Assignment: Would you output, exactly as written, the line with "let outcome = tokio::select!" and all lines after it to the end of the data below, and no others?

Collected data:
_____
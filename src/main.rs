use anyhow::{Context, Result};
use fakelog::config::Conf;
use fakelog::{EventGenerator, Populator};

#[tokio::main]
async fn main() -> Result<()> {
    let conf = Conf::build();

    env_logger::Builder::new()
        .filter_level(conf.log_level)
        .parse_env("RUST_LOG")
        .init();

    let producer = fakelog::brokers(conf.brokers.as_str())
        .kafka()
        .options(conf.options.iter().cloned())
        .connect_timeout(conf.connect_timeout())
        .producer(&conf.topic, &conf.producer_name)
        .await
        .context("Failed to initialize")?;

    let mut populator = Populator::new(producer, EventGenerator::new(), conf.run_settings());
    let mut stdout = std::io::stdout();

    let outcome = tokio::select! {
        res = populator.run(&mut stdout) => res.map(drop),
        _ = tokio::signal::ctrl_c() => {
            log::info!("Interrupted, shutting down");
            Ok(())
        }
    };

    let flushed = populator.finish(conf.flush_timeout()).await;
    outcome.context("Failed to publish events")?;
    flushed.context("Failed to flush pending events")?;
    Ok(())
}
_____
Answer space:
    let outcome = tokio::select! {
        res = populator.run(&mut stdout) => res.map(drop),
        _ = tokio::signal::ctrl_c() => {
            log::info!("Interrupted, shutting down");
            Ok(())
        }
    };

    let flushed = populator.finish(conf.flush_timeout()).await;
    outcome.context("Failed to publish events")?;
    flushed.context("Failed to flush pending events")?;
    Ok(())
}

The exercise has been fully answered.